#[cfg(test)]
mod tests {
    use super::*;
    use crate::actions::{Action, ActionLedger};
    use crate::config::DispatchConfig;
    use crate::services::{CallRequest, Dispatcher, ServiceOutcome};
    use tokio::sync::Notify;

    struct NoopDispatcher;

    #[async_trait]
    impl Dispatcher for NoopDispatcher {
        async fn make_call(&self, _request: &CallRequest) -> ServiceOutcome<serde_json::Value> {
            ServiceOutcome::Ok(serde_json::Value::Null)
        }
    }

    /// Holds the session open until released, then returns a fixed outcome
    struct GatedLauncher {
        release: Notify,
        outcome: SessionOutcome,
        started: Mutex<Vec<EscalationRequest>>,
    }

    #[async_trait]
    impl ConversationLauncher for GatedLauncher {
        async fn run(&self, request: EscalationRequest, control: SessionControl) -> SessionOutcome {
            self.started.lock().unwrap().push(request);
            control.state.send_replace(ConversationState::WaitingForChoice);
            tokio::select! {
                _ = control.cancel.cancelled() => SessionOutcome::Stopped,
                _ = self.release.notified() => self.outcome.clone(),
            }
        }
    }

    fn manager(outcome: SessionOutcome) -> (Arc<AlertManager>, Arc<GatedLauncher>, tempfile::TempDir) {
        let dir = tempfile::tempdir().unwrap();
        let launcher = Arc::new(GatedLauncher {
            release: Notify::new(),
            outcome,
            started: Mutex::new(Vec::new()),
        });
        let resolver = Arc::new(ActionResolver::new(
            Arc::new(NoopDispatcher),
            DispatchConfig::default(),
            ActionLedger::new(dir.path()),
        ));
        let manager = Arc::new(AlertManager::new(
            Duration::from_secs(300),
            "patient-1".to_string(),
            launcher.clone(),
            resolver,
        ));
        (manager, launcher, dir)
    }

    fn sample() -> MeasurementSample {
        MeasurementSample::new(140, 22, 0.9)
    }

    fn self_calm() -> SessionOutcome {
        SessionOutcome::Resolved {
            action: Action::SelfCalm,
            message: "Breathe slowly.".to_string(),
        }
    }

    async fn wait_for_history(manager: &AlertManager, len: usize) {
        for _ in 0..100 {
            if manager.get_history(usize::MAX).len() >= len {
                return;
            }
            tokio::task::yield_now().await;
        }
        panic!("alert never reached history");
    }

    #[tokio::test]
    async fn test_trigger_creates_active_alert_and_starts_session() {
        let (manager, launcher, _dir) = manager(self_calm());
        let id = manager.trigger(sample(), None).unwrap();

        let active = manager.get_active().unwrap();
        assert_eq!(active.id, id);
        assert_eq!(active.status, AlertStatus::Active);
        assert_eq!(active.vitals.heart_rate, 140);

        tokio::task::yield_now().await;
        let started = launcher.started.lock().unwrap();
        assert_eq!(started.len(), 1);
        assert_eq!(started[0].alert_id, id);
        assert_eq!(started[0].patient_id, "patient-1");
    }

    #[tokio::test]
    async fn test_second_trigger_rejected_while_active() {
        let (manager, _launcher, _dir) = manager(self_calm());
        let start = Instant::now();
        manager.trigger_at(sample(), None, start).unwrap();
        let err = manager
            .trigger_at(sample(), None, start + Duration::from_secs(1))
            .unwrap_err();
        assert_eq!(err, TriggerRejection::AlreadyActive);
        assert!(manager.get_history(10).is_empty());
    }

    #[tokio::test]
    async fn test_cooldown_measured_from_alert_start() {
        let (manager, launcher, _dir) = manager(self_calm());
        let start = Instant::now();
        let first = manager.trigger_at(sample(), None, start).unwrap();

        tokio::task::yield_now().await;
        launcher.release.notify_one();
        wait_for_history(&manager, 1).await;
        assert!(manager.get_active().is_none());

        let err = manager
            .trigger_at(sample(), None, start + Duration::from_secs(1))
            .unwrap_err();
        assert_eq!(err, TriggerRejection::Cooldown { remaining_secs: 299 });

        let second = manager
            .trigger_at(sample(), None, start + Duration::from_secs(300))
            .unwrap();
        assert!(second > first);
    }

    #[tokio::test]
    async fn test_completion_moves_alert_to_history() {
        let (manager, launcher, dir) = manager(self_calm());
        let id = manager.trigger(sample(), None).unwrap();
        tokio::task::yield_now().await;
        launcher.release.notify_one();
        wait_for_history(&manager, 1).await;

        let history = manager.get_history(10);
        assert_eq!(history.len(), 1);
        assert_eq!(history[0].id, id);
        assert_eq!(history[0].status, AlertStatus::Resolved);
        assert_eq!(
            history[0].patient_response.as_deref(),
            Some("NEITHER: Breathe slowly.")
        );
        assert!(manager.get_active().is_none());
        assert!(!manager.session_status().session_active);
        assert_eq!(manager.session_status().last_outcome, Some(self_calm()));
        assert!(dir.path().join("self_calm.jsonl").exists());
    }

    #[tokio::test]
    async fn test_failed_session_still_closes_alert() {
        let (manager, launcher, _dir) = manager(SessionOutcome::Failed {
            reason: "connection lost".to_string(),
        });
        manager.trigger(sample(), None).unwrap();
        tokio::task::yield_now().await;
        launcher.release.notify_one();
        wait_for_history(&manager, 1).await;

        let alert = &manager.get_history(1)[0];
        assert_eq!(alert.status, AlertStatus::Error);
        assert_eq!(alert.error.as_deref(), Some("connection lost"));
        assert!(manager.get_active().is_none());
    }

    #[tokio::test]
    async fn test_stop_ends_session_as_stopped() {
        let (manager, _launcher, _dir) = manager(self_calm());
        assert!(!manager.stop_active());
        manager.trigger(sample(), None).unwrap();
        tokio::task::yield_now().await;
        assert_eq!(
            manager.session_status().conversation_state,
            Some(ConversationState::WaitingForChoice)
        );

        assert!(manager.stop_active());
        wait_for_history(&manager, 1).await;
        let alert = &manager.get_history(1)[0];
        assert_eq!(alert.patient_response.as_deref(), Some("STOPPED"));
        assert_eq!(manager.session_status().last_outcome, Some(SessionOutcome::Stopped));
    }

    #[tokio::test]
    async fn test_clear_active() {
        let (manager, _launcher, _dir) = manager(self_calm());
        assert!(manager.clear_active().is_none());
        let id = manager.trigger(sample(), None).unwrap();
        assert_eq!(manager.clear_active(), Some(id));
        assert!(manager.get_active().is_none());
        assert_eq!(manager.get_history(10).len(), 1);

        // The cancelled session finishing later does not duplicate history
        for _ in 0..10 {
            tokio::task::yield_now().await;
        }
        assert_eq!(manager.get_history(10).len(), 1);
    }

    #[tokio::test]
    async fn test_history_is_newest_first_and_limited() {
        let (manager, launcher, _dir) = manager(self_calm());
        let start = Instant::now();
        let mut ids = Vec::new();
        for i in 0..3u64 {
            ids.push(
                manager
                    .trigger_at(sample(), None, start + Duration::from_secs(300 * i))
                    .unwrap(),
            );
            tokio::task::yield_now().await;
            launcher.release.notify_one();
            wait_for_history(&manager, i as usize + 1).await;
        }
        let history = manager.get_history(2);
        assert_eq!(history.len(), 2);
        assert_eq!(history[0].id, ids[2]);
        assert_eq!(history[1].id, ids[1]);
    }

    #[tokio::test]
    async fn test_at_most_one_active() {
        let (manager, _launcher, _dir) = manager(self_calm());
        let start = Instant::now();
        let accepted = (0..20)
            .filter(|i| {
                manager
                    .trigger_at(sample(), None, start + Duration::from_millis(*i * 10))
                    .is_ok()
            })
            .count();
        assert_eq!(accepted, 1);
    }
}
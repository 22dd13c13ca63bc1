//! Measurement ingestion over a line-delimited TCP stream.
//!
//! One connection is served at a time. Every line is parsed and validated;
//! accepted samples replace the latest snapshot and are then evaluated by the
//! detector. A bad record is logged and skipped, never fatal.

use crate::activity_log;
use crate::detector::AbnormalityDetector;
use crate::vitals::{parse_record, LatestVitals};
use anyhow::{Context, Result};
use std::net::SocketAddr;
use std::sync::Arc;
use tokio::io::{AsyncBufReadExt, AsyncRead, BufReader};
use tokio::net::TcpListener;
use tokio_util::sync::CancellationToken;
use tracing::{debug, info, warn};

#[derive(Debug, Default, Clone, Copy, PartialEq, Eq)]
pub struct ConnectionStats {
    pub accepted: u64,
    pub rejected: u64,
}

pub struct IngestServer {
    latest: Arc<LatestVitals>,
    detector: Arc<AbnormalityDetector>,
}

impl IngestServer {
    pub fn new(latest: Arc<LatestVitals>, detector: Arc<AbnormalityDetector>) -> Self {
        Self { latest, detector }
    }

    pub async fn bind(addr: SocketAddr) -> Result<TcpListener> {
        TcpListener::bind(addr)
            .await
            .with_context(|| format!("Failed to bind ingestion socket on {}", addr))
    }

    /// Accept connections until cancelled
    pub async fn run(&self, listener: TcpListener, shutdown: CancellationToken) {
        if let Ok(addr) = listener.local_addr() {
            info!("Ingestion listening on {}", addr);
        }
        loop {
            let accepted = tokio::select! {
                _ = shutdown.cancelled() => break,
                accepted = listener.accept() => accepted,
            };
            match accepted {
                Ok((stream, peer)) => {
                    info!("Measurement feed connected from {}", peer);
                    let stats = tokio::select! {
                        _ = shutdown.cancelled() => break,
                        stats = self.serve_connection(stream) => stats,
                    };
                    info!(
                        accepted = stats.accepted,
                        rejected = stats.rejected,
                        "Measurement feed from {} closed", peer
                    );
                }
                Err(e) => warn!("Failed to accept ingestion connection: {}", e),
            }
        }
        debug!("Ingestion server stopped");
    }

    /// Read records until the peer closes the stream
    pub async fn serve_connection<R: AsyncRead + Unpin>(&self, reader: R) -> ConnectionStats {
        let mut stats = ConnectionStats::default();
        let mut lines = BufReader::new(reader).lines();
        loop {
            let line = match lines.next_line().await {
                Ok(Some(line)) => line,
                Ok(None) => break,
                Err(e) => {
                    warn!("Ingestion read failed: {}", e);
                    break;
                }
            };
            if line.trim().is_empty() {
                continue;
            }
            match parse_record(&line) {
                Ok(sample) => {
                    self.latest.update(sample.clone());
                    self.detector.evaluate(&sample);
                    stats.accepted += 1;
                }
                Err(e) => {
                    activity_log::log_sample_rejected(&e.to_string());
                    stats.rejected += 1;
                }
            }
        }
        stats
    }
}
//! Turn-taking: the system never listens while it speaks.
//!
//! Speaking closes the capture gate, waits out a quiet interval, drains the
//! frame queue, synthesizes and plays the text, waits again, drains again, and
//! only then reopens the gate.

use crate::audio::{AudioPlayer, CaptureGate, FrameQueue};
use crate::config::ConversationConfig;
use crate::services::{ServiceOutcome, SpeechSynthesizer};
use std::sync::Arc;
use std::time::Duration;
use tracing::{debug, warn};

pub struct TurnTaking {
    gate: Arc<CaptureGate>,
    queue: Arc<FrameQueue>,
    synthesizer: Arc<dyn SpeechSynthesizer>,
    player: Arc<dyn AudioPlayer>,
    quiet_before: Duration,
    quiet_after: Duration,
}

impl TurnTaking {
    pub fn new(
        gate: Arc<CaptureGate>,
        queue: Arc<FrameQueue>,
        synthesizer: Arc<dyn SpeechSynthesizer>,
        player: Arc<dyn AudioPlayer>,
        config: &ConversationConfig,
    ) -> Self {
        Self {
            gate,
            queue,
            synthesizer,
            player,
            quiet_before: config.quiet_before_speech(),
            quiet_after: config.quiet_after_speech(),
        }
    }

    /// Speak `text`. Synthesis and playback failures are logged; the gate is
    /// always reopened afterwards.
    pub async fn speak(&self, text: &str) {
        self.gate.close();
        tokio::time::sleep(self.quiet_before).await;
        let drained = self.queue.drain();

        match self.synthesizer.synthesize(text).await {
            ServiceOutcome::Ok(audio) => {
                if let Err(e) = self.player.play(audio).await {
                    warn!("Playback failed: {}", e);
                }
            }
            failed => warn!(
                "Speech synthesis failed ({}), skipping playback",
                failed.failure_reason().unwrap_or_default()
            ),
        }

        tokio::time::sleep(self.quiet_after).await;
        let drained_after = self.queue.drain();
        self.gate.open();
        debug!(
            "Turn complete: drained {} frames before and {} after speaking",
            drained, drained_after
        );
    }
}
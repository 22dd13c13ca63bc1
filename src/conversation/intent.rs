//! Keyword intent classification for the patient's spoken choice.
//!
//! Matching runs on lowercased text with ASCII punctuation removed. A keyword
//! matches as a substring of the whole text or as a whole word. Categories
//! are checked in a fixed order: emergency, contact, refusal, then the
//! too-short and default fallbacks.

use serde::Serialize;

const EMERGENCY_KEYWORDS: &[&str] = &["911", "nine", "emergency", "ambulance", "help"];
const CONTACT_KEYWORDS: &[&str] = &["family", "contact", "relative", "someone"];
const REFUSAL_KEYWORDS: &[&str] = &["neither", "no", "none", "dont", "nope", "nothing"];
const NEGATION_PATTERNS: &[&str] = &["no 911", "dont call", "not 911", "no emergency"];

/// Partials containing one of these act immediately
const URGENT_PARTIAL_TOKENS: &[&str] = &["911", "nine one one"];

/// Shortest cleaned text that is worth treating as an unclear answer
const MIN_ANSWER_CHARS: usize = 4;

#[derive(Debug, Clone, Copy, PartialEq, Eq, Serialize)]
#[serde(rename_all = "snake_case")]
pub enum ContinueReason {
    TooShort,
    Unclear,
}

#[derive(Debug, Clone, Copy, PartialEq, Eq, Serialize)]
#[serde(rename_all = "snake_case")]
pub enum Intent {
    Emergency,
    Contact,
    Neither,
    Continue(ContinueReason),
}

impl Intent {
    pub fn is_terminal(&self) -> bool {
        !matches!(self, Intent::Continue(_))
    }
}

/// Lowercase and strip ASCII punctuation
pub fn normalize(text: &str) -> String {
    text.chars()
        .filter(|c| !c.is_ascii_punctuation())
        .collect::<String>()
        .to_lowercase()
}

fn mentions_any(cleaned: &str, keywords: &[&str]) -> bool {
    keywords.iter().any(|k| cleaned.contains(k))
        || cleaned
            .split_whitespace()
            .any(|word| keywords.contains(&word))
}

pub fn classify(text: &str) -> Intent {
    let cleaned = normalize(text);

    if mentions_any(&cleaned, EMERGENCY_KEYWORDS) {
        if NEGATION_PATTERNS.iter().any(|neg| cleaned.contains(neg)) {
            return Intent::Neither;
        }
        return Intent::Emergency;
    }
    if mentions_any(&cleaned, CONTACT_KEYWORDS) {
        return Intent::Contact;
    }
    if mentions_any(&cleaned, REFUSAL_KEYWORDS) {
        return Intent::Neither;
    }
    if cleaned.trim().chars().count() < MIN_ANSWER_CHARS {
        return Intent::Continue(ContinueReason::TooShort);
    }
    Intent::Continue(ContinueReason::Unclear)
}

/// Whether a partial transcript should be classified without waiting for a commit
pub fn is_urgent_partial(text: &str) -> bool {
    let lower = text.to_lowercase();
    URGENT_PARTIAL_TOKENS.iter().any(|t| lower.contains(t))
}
■ ■ ■ ■ ■ ■ ■
Please find each line in the records above that holds the word "bind", and copy it.

## Exercise output
    pub async fn bind(addr: SocketAddr) -> Result<TcpListener> {
        TcpListener::bind(addr)
            .with_context(|| format!("Failed to bind ingestion socket on {}", addr))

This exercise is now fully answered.